Le lacrime senza vergogna
Un film che parla tanto d’amore e mette al centro i sentimenti. «Provo un grande amore per il mestiere che faccio – confessa Leo - per la posizione che ho, per i miei amici e naturalmente per i miei figli. Se continuiamo da migliaia di anni a interrogarci su questo sentimento; a struggerci per una canzone che sembra che parli di noi, e a commuoverci per una poesia scritta da qualcuno che non conosciamo, allora vuol dire che questo è e sarà sempre il sentimento centrale della nostra vita». Del resto, la commozione è un sentimento potente: «… sempre di più: più diventi vecchio e più si toglie il tappo dell'emotività.
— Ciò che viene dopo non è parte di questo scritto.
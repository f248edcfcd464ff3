mod fetch;
mod parse;

pub use fetch::{FEED_TIMEOUT, fetch_feed, fetch_feed_text};
pub use parse::{EpisodeRecord, ParsedFeed, ShowMetadata, derive_episode_id, parse_feed};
Soprattutto quando hai i figli: quando gli succede qualcosa di bello, ti commuovi. Mi capita di commuovermi pure per un film, una canzone: l'anno scorso mi sono fatto un pianto al concerto di Bruce Springsteen che bastava ad allagare San Siro perché quel signore lì è l'eroe della mia adolescenza, e quando canta certe canzoni, parla dei problemi del suo Paese, di libertà, di democrazia e di amori perduti non ce n'è per nessuno. Da tempo sostengo che dobbiamo cominciare a far passare il concetto che piangere è una cosa molto virile. Piangere di fronte a una cosa bella è una cosa proprio da maschio».
E oggi, quando si guarda indietro, vede che ci sono state tante lacrime, anche nei primi anni della sua carriera: «Credo di aver preso insegnamento e motore da molti dei fallimenti che ho avuto, cercando di non trasformarli in buchi neri dicendo, per esempio, che era tutta colpa degli altri. No. Fallire mi ha portato a fare un ragionamento su me stesso e capire dove potevo migliorare: non poteva sempre essere per gli altri se non mi prendevano e le cose non funzionavano. Non è un segreto, dopotutto, che molti film che ho scritto sono storie di fallimenti che diventano opportunità».